Mouse and Tony had just spent three weeks in the lturi forest shooting a BabWani wedding ceremony, part of
Marriage Under Mobutu: Tribal Wedding Customs in Contemporary Zaire
. From there it had been two days on foot through the forest to the Catholic mission near Nia Nia, then three days from the mission by Land Rover down the rutted road to Kisangani, where they had just checked into the Hotel Superbe, a five-star hotel featuring greasy sheets, a sagging, infested mattress, and one bare bulb. Luxurious, compared to the stinky plastic tent they were used to.

They shared a shower of cold brown water, their first in nearly a month, went to American Express to pick up mail and messages, then went to the post office. It was the only place in town to make a long-distance call, requiring a written request to the operator, the necessary
matabeesh
, the bribe money, and a Jobian amount of patience. Sometimes it took forty-five minutes, sometimes four hours.

They sat on a long wooden bench and waited. They sat, sweated, and slapped flies. Despite the shower, a thin sheen of mud coated their skin. Breathing was like sucking air through a washcloth. But Mouse was grateful for the discomfort, her exhaustion. It prevented her worrying too deeply about the phone call from home. It could not have been easy to find her. Surely the news was not good.

“Perhaps they're just coming for a visit. Popping over from Egypt or something,” Tony tried to reassure her.

“My mother refuses to drive on the freeway. I kind of doubt she's in Egypt.”

“One never knows.” Tony sat scribbling in a notebook bowed from traveling in his back pocket, making notes on a screenplay he was writing in his spare time. He pinched the end of his sunburnt nose, glanced over at Mouse.
She had a mop of thick dark hair, small regular features, glass-green eyes, an unexpectedly dimpled chin
. No, too specific. Vince Parchman, the Peace Corps volunteer from whom he had taken a filmic writing seminar in Nairobi the year before, had said description should be written so any actor could play the role. Height, hair color, and the like were too limiting.
A hundred pounds of trouble
. Better.
She was an iron fist in a velvet glove
. An iron fist in an iron glove was actually the case, he thought.
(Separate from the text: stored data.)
use axum::{
    extract::{Path, State},
    http::StatusCode,
    Json,
};

use crate::{
    error::AnnouncementError,
    middleware::requester::Requester,
    models::announcement::{
        Announcement, CreateAnnouncementRequest, DeleteConfirmation, UpdateAnnouncementRequest,
    },
    services::metrics,
    store::Document,
    AppState,
};

fn observe<T>(
    operation: &str,
    result: Result<T, AnnouncementError>,
) -> Result<T, AnnouncementError> {
    let outcome = match &result {
        Ok(_) => "ok",
        Err(e) => e.outcome(),
    };
    metrics::record(operation, outcome);
    result
}

/// GET /announcements/active: public, announcements currently in their window.
pub async fn list_active(
    State(state): State<AppState>,
) -> Result<Json<Vec<Document>>, AnnouncementError> {
    observe("list_active", state.announcements.list_active().await).map(Json)
}

/// GET /announcements?username=: every stored announcement, teachers only.
pub async fn list_all(
    State(state): State<AppState>,
    Requester(username): Requester,
) -> Result<Json<Vec<Document>>, AnnouncementError> {
    observe("list_all", state.announcements.list_all(&username).await).map(Json)
}

/// POST /announcements: `created_by` in the body doubles as the credential.
pub async fn create_announcement(
    State(state): State<AppState>,
    Json(body): Json<CreateAnnouncementRequest>,
) -> Result<(StatusCode, Json<Announcement>), AnnouncementError> {
    observe("create", state.announcements.create(body).await)
        .map(|announcement| (StatusCode::CREATED, Json(announcement)))
}

/// PUT /announcements/{id}?username=
pub async fn update_announcement(
    State(state): State<AppState>,
    Path(id): Path<String>,
    Requester(username): Requester,
    Json(body): Json<UpdateAnnouncementRequest>,
) -> Result<Json<Announcement>, AnnouncementError> {
    observe("update", state.announcements.update(&id, &username, body).await).map(Json)
}

/// DELETE /announcements/{id}?username=
pub async fn delete_announcement(
    State(state): State<AppState>,
    Path(id): Path<String>,
    Requester(username): Requester,
) -> Result<Json<DeleteConfirmation>, AnnouncementError> {
    observe("delete", state.announcements.delete(&id, &username).await).map(Json)
}
//! Permissive ISO-8601 parsing for client-supplied announcement dates.
//!
//! Browsers and mobile clients send a mix of `...Z`, `...+02:00`, minute
//! precision (`<input type="datetime-local">`) and millisecond values.
//! Each accepted shape is a [`ParseStrategy`], tried in [`ParseStrategy::ORDER`].

use chrono::{
    DateTime, FixedOffset, Local, LocalResult, NaiveDate, NaiveDateTime, NaiveTime, TimeZone, Utc,
};
use lazy_static::lazy_static;
use regex::Regex;
use thiserror::Error;

lazy_static! {
    // chrono's format parser accepts unpadded fields and stray whitespace, so
    // the ISO shape is checked before handing the value to it.
    static ref ISO_SHAPE: Regex = Regex::new(
        r"^\d{4}-\d{2}-\d{2}([T ]\d{2}:\d{2}:\d{2}(\.\d+)?([+-]\d{2}:\d{2})?)?$"
    )
    .unwrap();
    static ref NO_SECONDS: Regex =
        Regex::new(r"^(\d{4}-\d{2}-\d{2})[T ](\d{2}:\d{2})([+-]\d{2}:\d{2})?$").unwrap();
    static ref FRACTIONAL_SECONDS: Regex =
        Regex::new(r"^(\d{4}-\d{2}-\d{2}[T ]\d{2}:\d{2}:\d{2})\.\d+(.*)$").unwrap();
}

const AWARE_FORMATS: [&str; 2] = ["%Y-%m-%dT%H:%M:%S%.f%:z", "%Y-%m-%d %H:%M:%S%.f%:z"];
const NAIVE_FORMATS: [&str; 2] = ["%Y-%m-%dT%H:%M:%S%.f", "%Y-%m-%d %H:%M:%S%.f"];

#[derive(Debug, Clone, PartialEq, Eq, Error)]
#[error("Invalid ISO datetime: {0}")]
pub struct ParseError(pub String);

/// A parsed point in time, with or without an explicit offset.
#[derive(Debug, Clone, Copy, PartialEq, Eq)]
pub enum ParsedTimestamp {
    Aware(DateTime<FixedOffset>),
    Naive(NaiveDateTime),
}

impl ParsedTimestamp {
    /// Normalize to a UTC instant.
    ///
    /// Naive values are read on the server's local clock. A local time that
    /// falls in a DST gap has no local instant and is taken as UTC; an
    /// ambiguous one resolves to the earlier instant.
    pub fn to_utc(&self) -> DateTime<Utc> {
        match self {
            ParsedTimestamp::Aware(dt) => dt.with_timezone(&Utc),
            ParsedTimestamp::Naive(naive) => match Local.from_local_datetime(naive) {
                LocalResult::Single(dt) | LocalResult::Ambiguous(dt, _) => dt.with_timezone(&Utc),
                LocalResult::None => Utc.from_utc_datetime(naive),
            },
        }
    }
}

#[derive(Debug, Clone, Copy, PartialEq, Eq)]
pub enum ParseStrategy {
    /// `YYYY-MM-DD[T ]HH:MM:SS[.f][±HH:MM]` or a bare date.
    StrictIso,
    /// `YYYY-MM-DD[T ]HH:MM[±HH:MM]`, seconds defaulted to `:00`.
    NoSeconds,
    /// Fractional seconds of any length dropped before a strict parse.
    FractionalStripped,
}

impl ParseStrategy {
    pub const ORDER: [ParseStrategy; 3] = [
        ParseStrategy::StrictIso,
        ParseStrategy::NoSeconds,
        ParseStrategy::FractionalStripped,
    ];

    /// Apply this strategy to an already normalized value (trimmed, `Z`
    /// replaced by `+00:00`).
    pub fn apply(self, value: &str) -> Option<ParsedTimestamp> {
        match self {
            ParseStrategy::StrictIso => parse_strict(value),
            ParseStrategy::NoSeconds => {
                let caps = NO_SECONDS.captures(value)?;
                let offset = caps.get(3).map_or("", |m| m.as_str());
                parse_strict(&format!("{}T{}:00{}", &caps[1], &caps[2], offset))
            }
            ParseStrategy::FractionalStripped => {
                let caps = FRACTIONAL_SECONDS.captures(value)?;
                parse_strict(&format!("{}{}", &caps[1], &caps[2]))
            }
        }
    }
}

fn parse_strict(value: &str) -> Option<ParsedTimestamp> {
    if !ISO_SHAPE.is_match(value) {
        return None;
    }
    if let Some(dt) = AWARE_FORMATS
        .iter()
        .find_map(|fmt| DateTime::parse_from_str(value, fmt).ok())
    {
        return Some(ParsedTimestamp::Aware(dt));
    }
    if let Some(naive) = NAIVE_FORMATS
        .iter()
        .find_map(|fmt| NaiveDateTime::parse_from_str(value, fmt).ok())
    {
        return Some(ParsedTimestamp::Naive(naive));
    }
    NaiveDate::parse_from_str(value, "%Y-%m-%d")
        .ok()
        .map(|date| ParsedTimestamp::Naive(date.and_time(NaiveTime::MIN)))
}

/// Parse a client-supplied ISO-8601 string. The first strategy that matches
/// wins; the error carries the original input.
pub fn parse_iso_datetime(value: &str) -> Result<ParsedTimestamp, ParseError> {
    let trimmed = value.trim();
    let normalized = match trimmed.strip_suffix('Z') {
        Some(rest) => format!("{rest}+00:00"),
        None => trimmed.to_string(),
    };

    ParseStrategy::ORDER
        .iter()
        .find_map(|strategy| strategy.apply(&normalized))
        .ok_or_else(|| ParseError(value.to_string()))
}

/// Parse and normalize in one step.
pub fn parse_utc(value: &str) -> Result<DateTime<Utc>, ParseError> {
    parse_iso_datetime(value).map(|parsed| parsed.to_utc())
}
A cute iron glove.
An iron fist in an extremely appealing iron glove
. Yeccch. He flipped the notebook closed and slid it back in his pocket.

Vince had inoculated Maasai babies in Ngong during the week, and taught filmic writing on Tuesday nights in a quiet corner of a local bar, You'll Regret It. In addition to the usual restless expatriates, he had had a few Maasai and Kikuyu. The best script in the class had been a corning-of-age piece written by a Maasai teenager.

“Where do you think Gideon is these days? You know, the kid with that terrific circumcision script. From filmic writing.”

“You didn't hear? He's president of Warner Brothers.”

“Har, har, har.”

A gang of children with big bellies and the cottony yellow-tipped hair of the malnourished stood in a half circle around Mouse and Tony, watching. Flies buzzed in the corners of their eyes, clustered around their nostrils. A man in a limp skullcap napped against the wall by the front door. His job was to whip the children with a bamboo switch if they so much as extended one thin grubby palm.

Mouse fumbled around in her bag, extracting a bottle of pearly pink nail polish. The tiny silver ball inside clicked as she shook it. She spread her brown hand on her knee, slapped a coat of polish on her nails. Somewhere she'd picked up a fungus that had turned them greenish black. To her lasting irritation there was no cure, only cover-up.

The boldest child spread his hand next to hers. She painted his nails, as well as the nails of anyone else brave enough to approach. The children solemnly spread their hands, one by one, as though the spreading of their fingers, the resting of their hands on her kneecap was part of the ritual. She felt Tony's eyes on her.